白よりの灰色をした空は豪雨を呼び込む気配はなく、梅雨であることを思い出したようにだらだらとした小雨を振らせ続けようとしている。
そう言えば今は梅雨だったなと思いながら歩く。吹き込んでくる雨が肌をつつき早く来いと呼んでいるみたいだ。
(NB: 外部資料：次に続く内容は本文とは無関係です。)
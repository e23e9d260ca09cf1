//! Application state shared across handlers.

use std::sync::Arc;

use crate::config::DirectorioConfig;
use crate::db::Store;
use crate::services::auth::TokenKeys;

/// Application state shared across all handlers.
///
/// Cheaply cloneable via `Arc`.
#[derive(Clone)]
pub struct AppState {
    inner: Arc<AppStateInner>,
}

struct AppStateInner {
    config: DirectorioConfig,
    store: Store,
    tokens: TokenKeys,
}

impl AppState {
    /// Create a new application state, deriving token keys from the config.
    #[must_use]
    pub fn new(config: DirectorioConfig, store: Store) -> Self {
        let tokens = TokenKeys::new(&config.secret_key, config.jwt_algorithm, config.token_ttl);

        Self {
            inner: Arc::new(AppStateInner {
                config,
                store,
                tokens,
            }),
        }
    }

    /// Get a reference to the configuration.
    #[must_use]
    pub fn config(&self) -> &DirectorioConfig {
        &self.inner.config
    }

    /// Get a reference to the storage backend.
    #[must_use]
    pub fn store(&self) -> &Store {
        &self.inner.store
    }

    /// Get a reference to the token signing keys.
    #[must_use]
    pub fn tokens(&self) -> &TokenKeys {
        &self.inner.tokens
    }
}
//! API configuration loaded from environment variables.
//!
//! # Environment Variables
//!
//! ## Required
//! - `DIRECTORIO_SECRET_KEY` - Token signing secret (min 32 chars, high entropy)
//!
//! ## Optional
//! - `DIRECTORIO_DATABASE_URL` - `PostgreSQL` connection string, falls back to
//!   `DATABASE_URL`. Without either the API runs on an in-memory store.
//! - `DIRECTORIO_HOST` - Bind address (default: 127.0.0.1)
//! - `DIRECTORIO_PORT` - Listen port (default: 8000)
//! - `DIRECTORIO_JWT_ALGORITHM` - `HS256`, `HS384` or `HS512` (default: `HS256`)
//! - `DIRECTORIO_TOKEN_TTL_MINUTES` - Access token lifetime (default: 1500,
//!   at most 525600, one year)
//! - `DIRECTORIO_BOOTSTRAP_USERNAME` / `DIRECTORIO_BOOTSTRAP_PASSWORD` - Account
//!   created at startup if missing
//! - `DIRECTORIO_LOG_JSON` - Emit JSON logs when `true` or `1`
//! - `SENTRY_DSN` - Sentry error tracking DSN
//! - `SENTRY_ENVIRONMENT` - Sentry environment name

use std::collections::HashMap;
use std::net::{IpAddr, Ipv4Addr, SocketAddr};

use chrono::Duration;
use jsonwebtoken::Algorithm;
use secrecy::SecretString;
use thiserror::Error;

use crate::services::auth::{DEFAULT_TOKEN_TTL_MINUTES, MAX_TOKEN_TTL_MINUTES};

const MIN_SECRET_KEY_LENGTH: usize = 32;
const MIN_ENTROPY_BITS_PER_CHAR: f64 = 3.3;
const DEFAULT_PORT: u16 = 8000;

/// Substrings that mark a secret as a placeholder (case-insensitive).
const PLACEHOLDER_PATTERNS: &[&str] = &[
    "your-",
    "changeme",
    "replace",
    "placeholder",
    "example",
    "secret",
    "password",
    "xxx",
    "todo",
    "fixme",
    "insert",
    "enter-",
    "put-your",
    "add-your",
];

/// Configuration errors that can occur during loading.
#[derive(Debug, Error)]
pub enum ConfigError {
    /// A required variable is unset or empty.
    #[error("Missing environment variable: {0}")]
    MissingEnvVar(String),
    /// A variable could not be parsed or is out of range.
    #[error("Invalid environment variable {0}: {1}")]
    InvalidEnvVar(String, String),
    /// A secret failed the strength checks.
    #[error("Insecure secret in {0}: {1}")]
    InsecureSecret(String, String),
}

/// Account ensured at startup.
#[derive(Clone)]
pub struct BootstrapUser {
    pub username: String,
    pub password: SecretString,
}

impl std::fmt::Debug for BootstrapUser {
    fn fmt(&self, f: &mut std::fmt::Formatter<'_>) -> std::fmt::Result {
        f.debug_struct("BootstrapUser")
            .field("username", &self.username)
            .field("password", &"[REDACTED]")
            .finish()
    }
}

/// API configuration.
#[derive(Debug, Clone)]
pub struct DirectorioConfig {
    /// `PostgreSQL` connection URL; `None` selects the in-memory store
    pub database_url: Option<SecretString>,
    /// IP address to bind the server to
    pub host: IpAddr,
    /// Port to listen on
    pub port: u16,
    /// Token signing secret
    pub secret_key: SecretString,
    /// HMAC algorithm for access tokens
    pub jwt_algorithm: Algorithm,
    /// Access token lifetime
    pub token_ttl: Duration,
    /// Account created at startup if missing
    pub bootstrap_user: Option<BootstrapUser>,
    /// Sentry DSN for error tracking
    pub sentry_dsn: Option<String>,
    /// Sentry environment name
    pub sentry_environment: Option<String>,
    /// Emit JSON formatted logs
    pub log_json: bool,
}

impl DirectorioConfig {
    /// Load configuration from environment variables.
    ///
    /// Calls `dotenvy::dotenv()` to load from `.env` file if present.
    ///
    /// # Errors
    ///
    /// Returns `ConfigError` if required variables are missing, invalid, or
    /// if the secret key fails validation (length, placeholder, entropy).
    pub fn from_env() -> Result<Self, ConfigError> {
        // Load .env file if present (ignore errors if not found)
        let _ = dotenvy::dotenv();

        Self::from_lookup(|key| std::env::var(key).ok())
    }

    /// Build configuration from an arbitrary variable source.
    ///
    /// # Errors
    ///
    /// See [`DirectorioConfig::from_env`].
    pub fn from_lookup(lookup: impl Fn(&str) -> Option<String>) -> Result<Self, ConfigError> {
        let env = EnvReader { lookup: &lookup };

        let database_url = env
            .optional("DIRECTORIO_DATABASE_URL")
            .or_else(|| env.optional("DATABASE_URL"))
            .map(SecretString::from);

        let host = env.parsed("DIRECTORIO_HOST", IpAddr::V4(Ipv4Addr::LOCALHOST))?;
        let port = env.parsed("DIRECTORIO_PORT", DEFAULT_PORT)?;

        let secret_key = env.required("DIRECTORIO_SECRET_KEY")?;
        check_secret_key(&secret_key, "DIRECTORIO_SECRET_KEY")?;

        let jwt_algorithm = match env.optional("DIRECTORIO_JWT_ALGORITHM") {
            None => Algorithm::HS256,
            Some(raw) => parse_algorithm(&raw).ok_or_else(|| {
                ConfigError::InvalidEnvVar(
                    "DIRECTORIO_JWT_ALGORITHM".to_owned(),
                    format!("unsupported algorithm {raw:?} (expected HS256, HS384 or HS512)"),
                )
            })?,
        };

        let ttl_minutes: i64 =
            env.parsed("DIRECTORIO_TOKEN_TTL_MINUTES", DEFAULT_TOKEN_TTL_MINUTES)?;
        let token_ttl = (1..=MAX_TOKEN_TTL_MINUTES)
            .contains(&ttl_minutes)
            .then(|| Duration::try_minutes(ttl_minutes))
            .flatten()
            .ok_or_else(|| {
                ConfigError::InvalidEnvVar(
                    "DIRECTORIO_TOKEN_TTL_MINUTES".to_owned(),
                    format!("must be between 1 and {MAX_TOKEN_TTL_MINUTES} (got {ttl_minutes})"),
                )
            })?;

        let bootstrap_user = match (
            env.optional("DIRECTORIO_BOOTSTRAP_USERNAME"),
            env.optional("DIRECTORIO_BOOTSTRAP_PASSWORD"),
        ) {
            (Some(username), Some(password)) => Some(BootstrapUser {
                username,
                password: SecretString::from(password),
            }),
            (None, None) => None,
            (Some(_), None) => {
                return Err(ConfigError::MissingEnvVar(
                    "DIRECTORIO_BOOTSTRAP_PASSWORD".to_owned(),
                ));
            }
            (None, Some(_)) => {
                return Err(ConfigError::MissingEnvVar(
                    "DIRECTORIO_BOOTSTRAP_USERNAME".to_owned(),
                ));
            }
        };

        let log_json = env
            .optional("DIRECTORIO_LOG_JSON")
            .is_some_and(|v| matches!(v.to_ascii_lowercase().as_str(), "1" | "true" | "yes"));

        Ok(Self {
            database_url,
            host,
            port,
            secret_key: SecretString::from(secret_key),
            jwt_algorithm,
            token_ttl,
            bootstrap_user,
            sentry_dsn: env.optional("SENTRY_DSN"),
            sentry_environment: env.optional("SENTRY_ENVIRONMENT"),
            log_json,
        })
    }

    /// Configuration with defaults everywhere except the secret key.
    ///
    /// Uses the in-memory store and binds an ephemeral port. The secret is
    /// not validated.
    #[must_use]
    pub fn with_defaults(secret_key: SecretString) -> Self {
        Self {
            database_url: None,
            host: IpAddr::V4(Ipv4Addr::LOCALHOST),
            port: 0,
            secret_key,
            jwt_algorithm: Algorithm::HS256,
            token_ttl: Duration::minutes(DEFAULT_TOKEN_TTL_MINUTES),
            bootstrap_user: None,
            sentry_dsn: None,
            sentry_environment: None,
            log_json: false,
        }
    }

    /// Returns the socket address for binding the server.
    #[must_use]
    pub const fn socket_addr(&self) -> SocketAddr {
        SocketAddr::new(self.host, self.port)
    }
}

// =============================================================================
// Helper Functions
// =============================================================================

struct EnvReader<'a, F: Fn(&str) -> Option<String>> {
    lookup: &'a F,
}

impl<F: Fn(&str) -> Option<String>> EnvReader<'_, F> {
    /// Non-empty value of `key`.
    fn optional(&self, key: &str) -> Option<String> {
        (self.lookup)(key).filter(|v| !v.trim().is_empty())
    }

    fn required(&self, key: &str) -> Result<String, ConfigError> {
        self.optional(key)
            .ok_or_else(|| ConfigError::MissingEnvVar(key.to_owned()))
    }

    fn parsed<T>(&self, key: &str, default: T) -> Result<T, ConfigError>
    where
        T: std::str::FromStr,
        T::Err: std::fmt::Display,
    {
        self.optional(key).map_or(Ok(default), |raw| {
            raw.trim()
                .parse()
                .map_err(|e: T::Err| ConfigError::InvalidEnvVar(key.to_owned(), e.to_string()))
        })
    }
}

fn parse_algorithm(raw: &str) -> Option<Algorithm> {
    match raw.trim().to_ascii_uppercase().as_str() {
        "HS256" => Some(Algorithm::HS256),
        "HS384" => Some(Algorithm::HS384),
        "HS512" => Some(Algorithm::HS512),
        _ => None,
    }
}

/// Shannon entropy in bits per character.
fn shannon_entropy(s: &str) -> f64 {
    let mut counts: HashMap<char, u32> = HashMap::new();
    let mut total = 0_u32;
    for c in s.chars() {
        *counts.entry(c).or_default() += 1;
        total += 1;
    }
    if total == 0 {
        return 0.0;
    }

    let total = f64::from(total);
    counts
        .values()
        .map(|&n| {
            let p = f64::from(n) / total;
            -p * p.log2()
        })
        .sum()
}

/// Reject secrets that are short, look like placeholders, or have low entropy.
fn check_secret_key(value: &str, var_name: &str) -> Result<(), ConfigError> {
    let insecure = |reason: String| ConfigError::InsecureSecret(var_name.to_owned(), reason);

    let length = value.chars().count();
    if length < MIN_SECRET_KEY_LENGTH {
        return Err(insecure(format!(
            "must be at least {MIN_SECRET_KEY_LENGTH} characters (got {length})"
        )));
    }

    let lower = value.to_lowercase();
    if let Some(pattern) = PLACEHOLDER_PATTERNS.iter().find(|p| lower.contains(*p)) {
        return Err(insecure(format!(
            "appears to be a placeholder (contains '{pattern}')"
        )));
    }

    let entropy = shannon_entropy(value);
    if entropy < MIN_ENTROPY_BITS_PER_CHAR {
        return Err(insecure(format!(
            "entropy too low ({entropy:.2} bits/char, need >= {MIN_ENTROPY_BITS_PER_CHAR:.1}). Use a randomly generated secret."
        )));
    }

    Ok(())
}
不意に腕に感じるその冷たさに笑みが浮かんでしまった。
しばらく雨が降ることなどなかったのに外出を決意した日に限って雨が降るとは、どうやら我が家のてるてる坊主はご利益がないらしい。色が悪いのか、それとも大きさのせいか。はたまた異世界産だからだろうか。
そんなバカげたことを考えながら、俺の笑みは深まっていく。
これから真っ暗な景色を見に行くというのに、心は驚くほど晴れやかだ。
暖かな、陽光に勝ると劣らない光。安らぎを運んでくる癒しの光。
もしかするとそれはてるてる坊主のご利益ではないかもしれなけれど、そんなことはどうでもよかった。
だってそれはまぎれもなく、仮初の家族が俺に与えてくれるものだから。